▶ **Data to use**
//! HTTP request handling
//!
//! Decodes client requests, hands them to the orchestrator and renders the
//! outcome: a JSON body for buffered requests, server-sent events for
//! streaming ones. Claude streams use named events; OpenAI streams use
//! data-only chunks terminated by `[DONE]`.

use std::convert::Infallible;
use std::sync::Arc;
use std::sync::atomic::{AtomicU64, Ordering};
use std::time::Instant;

use axum::Json;
use axum::body::Bytes;
use axum::http::StatusCode;
use axum::response::sse::{Event, Sse};
use axum::response::{IntoResponse, Response};
use futures_util::stream;
use tracing::{instrument, warn};

use crate::error::Error;
use crate::metrics;
use crate::openai::{ChatCompletion, ChatRequest, ChunkConverter};
use crate::orchestrator::{EventStream, Orchestrator, Outcome};
use crate::protocol::MessagesRequest;

/// Shared state passed to the handlers via axum State extractor
#[derive(Clone)]
pub struct ProxyState {
    pub orchestrator: Arc<Orchestrator>,
    pub requests_total: Arc<AtomicU64>,
    pub errors_total: Arc<AtomicU64>,
    pub in_flight: Arc<AtomicU64>,
}

/// Claude-style error body: {"type":"error","error":{"type":..,"message":..,"request_id":..}}
pub fn error_response(
    status: StatusCode,
    error_type: &str,
    message: &str,
    request_id: &str,
) -> Response {
    let body = serde_json::json!({
        "type": "error",
        "error": {
            "type": error_type,
            "message": message,
            "request_id": request_id,
        }
    });
    (
        status,
        [(axum::http::header::CONTENT_TYPE, "application/json")],
        body.to_string(),
    )
        .into_response()
}

/// Counts a request as in flight until dropped. Streaming responses carry it
/// inside the body stream, so it lives until the client is done reading.
struct InFlightGuard(Arc<AtomicU64>);

impl InFlightGuard {
    fn new(counter: &Arc<AtomicU64>) -> Self {
        counter.fetch_add(1, Ordering::Relaxed);
        Self(Arc::clone(counter))
    }
}

impl Drop for InFlightGuard {
    fn drop(&mut self) {
        self.0.fetch_sub(1, Ordering::Relaxed);
    }
}

fn fail(state: &ProxyState, err: Error, endpoint: &str, started: Instant, request_id: &str) -> Response {
    state.errors_total.fetch_add(1, Ordering::Relaxed);
    let status = err.status();
    warn!(error = %err, status = status.as_u16(), "request failed");
    metrics::record_request(status.as_u16(), endpoint, started.elapsed().as_secs_f64());
    error_response(status, err.error_type(), &err.to_string(), request_id)
}

fn decode<T: serde::de::DeserializeOwned>(body: &[u8]) -> Result<T, Error> {
    serde_json::from_slice(body).map_err(|e| Error::InvalidRequest(e.to_string()))
}

/// `POST /v1/messages`
#[instrument(skip_all, fields(request_id = %request_id, endpoint = "messages"))]
pub async fn handle_messages(state: &ProxyState, body: Bytes, request_id: String) -> Response {
    const ENDPOINT: &str = "messages";
    let started = Instant::now();
    state.requests_total.fetch_add(1, Ordering::Relaxed);
    let guard = InFlightGuard::new(&state.in_flight);

    let request: MessagesRequest = match decode(&body) {
        Ok(r) => r,
        Err(e) => return fail(state, e, ENDPOINT, started, &request_id),
    };

    let response = match state.orchestrator.run(request, &request_id).await {
        Ok(Outcome::Stream(events)) => claude_stream(events, guard),
        Ok(Outcome::Message(message)) => Json(message).into_response(),
        Err(e) => return fail(state, e, ENDPOINT, started, &request_id),
    };
    metrics::record_request(200, ENDPOINT, started.elapsed().as_secs_f64());
    response
}

/// `POST /v1/chat/completions` and its alias
#[instrument(skip_all, fields(request_id = %request_id, endpoint = "chat_completions"))]
pub async fn handle_chat_completions(
    state: &ProxyState,
    body: Bytes,
    request_id: String,
) -> Response {
    const ENDPOINT: &str = "chat_completions";
    let started = Instant::now();
    state.requests_total.fetch_add(1, Ordering::Relaxed);
    let guard = InFlightGuard::new(&state.in_flight);

    let chat: ChatRequest = match decode(&body) {
        Ok(r) => r,
        Err(e) => return fail(state, e, ENDPOINT, started, &request_id),
    };
    let model = chat.model.clone();
    let request = chat.into_messages_request();

    let response = match state.orchestrator.run(request, &request_id).await {
        Ok(Outcome::Stream(events)) => openai_stream(events, model, guard),
        Ok(Outcome::Message(message)) => {
            Json(ChatCompletion::from_message(message, model)).into_response()
        }
        Err(e) => return fail(state, e, ENDPOINT, started, &request_id),
    };
    metrics::record_request(200, ENDPOINT, started.elapsed().as_secs_f64());
    response
}

fn claude_stream(events: EventStream, guard: InFlightGuard) -> Response {
    let frames = stream::unfold((events, guard), |(mut events, guard)| async move {
        let event = events.next().await?;
        let frame = Event::default().event(event.name()).json_data(&event);
        Some((frame, (events, guard)))
    });
    Sse::new(frames).into_response()
}

fn openai_stream(events: EventStream, model: String, guard: InFlightGuard) -> Response {
    let converter = ChunkConverter::new(model);
    let frames = stream::unfold(
        Some((events, converter, guard)),
        |state| async move {
            let (mut events, mut converter, guard) = state?;
            loop {
                let Some(event) = events.next().await else {
                    let done = Ok::<_, Infallible>(Event::default().data("[DONE]"));
                    return Some((done, None));
                };
                if let Some(chunk) = converter.convert(&event) {
                    let frame = Event::default().data(chunk.to_string());
                    return Some((Ok(frame), Some((events, converter, guard))));
                }
            }
        },
    );
    Sse::new(frames).into_response()
}

#[cfg(test)]
pub(crate) mod tests {
    use super::*;
    use std::future::Future;
    use std::pin::Pin;

    use orchids_pool::{Account, AccountKeeper};
    use provider::{EventSink, Upstream, UpstreamCall, UpstreamEvent};

    /// Answers every call with the same event script.
    pub(crate) struct FixedUpstream(pub Vec<UpstreamEvent>);

    impl Upstream for FixedUpstream {
        fn id(&self) -> &str {
            "fixed"
        }

        fn stream<'a>(
            &'a self,
            _call: &'a UpstreamCall,
            sink: &'a mut dyn EventSink,
        ) -> Pin<Box<dyn Future<Output = provider::Result<()>> + Send + 'a>> {
            Box::pin(async move {
                self.0.iter().cloned().for_each(|e| sink.on_event(e));
                Ok(())
            })
        }
    }

    pub(crate) fn static_account() -> Account {
        serde_json::from_value(serde_json::json!({
            "id": 0,
            "session_id": "sess_static",
            "client_cookie": "cookie",
        }))
        .unwrap()
    }

    pub(crate) fn hello_events() -> Vec<UpstreamEvent> {
        vec![
            UpstreamEvent::TextStart,
            UpstreamEvent::TextDelta {
                delta: "Hello".into(),
            },
            UpstreamEvent::TextEnd,
            UpstreamEvent::Finish {
                finish_reason: Some("stop".into()),
            },
        ]
    }

    pub(crate) fn test_state(events: Vec<UpstreamEvent>, with_account: bool) -> ProxyState {
        let mut orchestrator = Orchestrator::new(
            Arc::new(FixedUpstream(events)),
            Arc::new(AccountKeeper::new()),
        );
        if with_account {
            orchestrator = orchestrator.with_static_account(static_account());
        }
        ProxyState {
            orchestrator: Arc::new(orchestrator),
            requests_total: Arc::new(AtomicU64::new(0)),
            errors_total: Arc::new(AtomicU64::new(0)),
            in_flight: Arc::new(AtomicU64::new(0)),
        }
    }

    async fn body_string(response: Response) -> String {
        let bytes = axum::body::to_bytes(response.into_body(), 1024 * 1024)
            .await
            .unwrap();
        String::from_utf8(bytes.to_vec()).unwrap()
    }

    #[tokio::test]
    async fn error_response_has_claude_shape() {
        let resp = error_response(
            StatusCode::SERVICE_UNAVAILABLE,
            "overloaded_error",
            "no accounts available",
            "req_abc123",
        );
        assert_eq!(resp.status(), StatusCode::SERVICE_UNAVAILABLE);
        let json: serde_json::Value = serde_json::from_str(&body_string(resp).await).unwrap();
        assert_eq!(json["type"], "error");
        assert_eq!(json["error"]["type"], "overloaded_error");
        assert_eq!(json["error"]["request_id"], "req_abc123");
    }

    #[test]
    fn in_flight_guard_decrements_on_drop() {
        let counter = Arc::new(AtomicU64::new(0));
        let guard = InFlightGuard::new(&counter);
        assert_eq!(counter.load(Ordering::Relaxed), 1);
        drop(guard);
        assert_eq!(counter.load(Ordering::Relaxed), 0);
    }

    #[tokio::test]
    async fn buffered_message_is_json() {
        let state = test_state(hello_events(), true);
        let body = Bytes::from_static(
            br#"{"model":"claude-sonnet-4-5","messages":[{"role":"user","content":"hi"}]}"#,
        );
        let resp = handle_messages(&state, body, "req_1".into()).await;
        assert_eq!(resp.status(), StatusCode::OK);

        let json: serde_json::Value = serde_json::from_str(&body_string(resp).await).unwrap();
        assert_eq!(json["type"], "message");
        assert_eq!(json["stop_reason"], "end_turn");
        assert_eq!(json["content"][0]["text"], "Hello");
        assert_eq!(state.requests_total.load(Ordering::Relaxed), 1);
        assert_eq!(state.in_flight.load(Ordering::Relaxed), 0);
    }

    #[tokio::test]
    async fn streamed_message_uses_named_events() {
        let state = test_state(hello_events(), true);
        let body = Bytes::from_static(
            br#"{"model":"claude-sonnet-4-5","stream":true,"messages":[{"role":"user","content":"hi"}]}"#,
        );
        let resp = handle_messages(&state, body, "req_2".into()).await;
        assert_eq!(resp.status(), StatusCode::OK);
        assert_eq!(
            resp.headers()[axum::http::header::CONTENT_TYPE],
            "text/event-stream"
        );

        let text = body_string(resp).await;
        let names: Vec<&str> = text
            .lines()
            .filter_map(|l| l.strip_prefix("event: "))
            .collect();
        assert_eq!(
            names,
            [
                "message_start",
                "content_block_start",
                "content_block_delta",
                "content_block_stop",
                "message_delta",
                "message_stop",
            ]
        );
        assert!(text.contains(r#""text":"Hello""#));
        assert_eq!(state.in_flight.load(Ordering::Relaxed), 0);
    }

    #[tokio::test]
    async fn malformed_body_is_bad_request() {
        let state = test_state(hello_events(), true);
        let resp = handle_messages(&state, Bytes::from_static(b"{not json"), "req_3".into()).await;
        assert_eq!(resp.status(), StatusCode::BAD_REQUEST);
        let json: serde_json::Value = serde_json::from_str(&body_string(resp).await).unwrap();
        assert_eq!(json["error"]["type"], "invalid_request_error");
        assert_eq!(state.errors_total.load(Ordering::Relaxed), 1);
    }

    #[tokio::test]
    async fn no_accounts_is_service_unavailable() {
        let state = test_state(hello_events(), false);
        let body = Bytes::from_static(br#"{"model":"m","messages":[{"role":"user","content":"hi"}]}"#);
        let resp = handle_messages(&state, body, "req_4".into()).await;
        assert_eq!(resp.status(), StatusCode::SERVICE_UNAVAILABLE);
        assert_eq!(state.errors_total.load(Ordering::Relaxed), 1);
    }

    #[tokio::test]
    async fn chat_completion_buffered() {
        let state = test_state(hello_events(), true);
        let body = Bytes::from_static(
            br#"{"model":"gpt-4o","messages":[{"role":"system","content":"be brief"},{"role":"user","content":"hi"}]}"#,
        );
        let resp = handle_chat_completions(&state, body, "req_5".into()).await;
        assert_eq!(resp.status(), StatusCode::OK);
        let json: serde_json::Value = serde_json::from_str(&body_string(resp).await).unwrap();
        assert_eq!(json["object"], "chat.completion");
        assert_eq!(json["model"], "gpt-4o");
        assert_eq!(json["choices"][0]["message"]["content"], "Hello");
        assert_eq!(json["choices"][0]["finish_reason"], "stop");
    }

    #[tokio::test]
    async fn chat_completion_stream_ends_with_done() {
        let state = test_state(hello_events(), true);
        let body = Bytes::from_static(
            br#"{"model":"gpt-4o","stream":true,"messages":[{"role":"user","content":"hi"}]}"#,
        );
        let resp = handle_chat_completions(&state, body, "req_6".into()).await;
        let text = body_string(resp).await;
        let data: Vec<&str> = text
            .lines()
            .filter_map(|l| l.strip_prefix("data: "))
            .collect();

        assert_eq!(data.last(), Some(&"[DONE]"));
        assert!(!text.contains("event: "));
        let chunks: Vec<serde_json::Value> = data[..data.len() - 1]
            .iter()
            .map(|d| serde_json::from_str(d).unwrap())
            .collect();
        assert!(chunks.iter().any(|c| c["choices"][0]["delta"]["content"] == "Hello"));
        assert_eq!(
            chunks.last().unwrap()["choices"][0]["finish_reason"],
            "stop"
        );
    }
}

▶ **Exercise description**
Among the entries, how many lines include the word "Infallible"? Give only the number.

▶ **Completed exercise**
2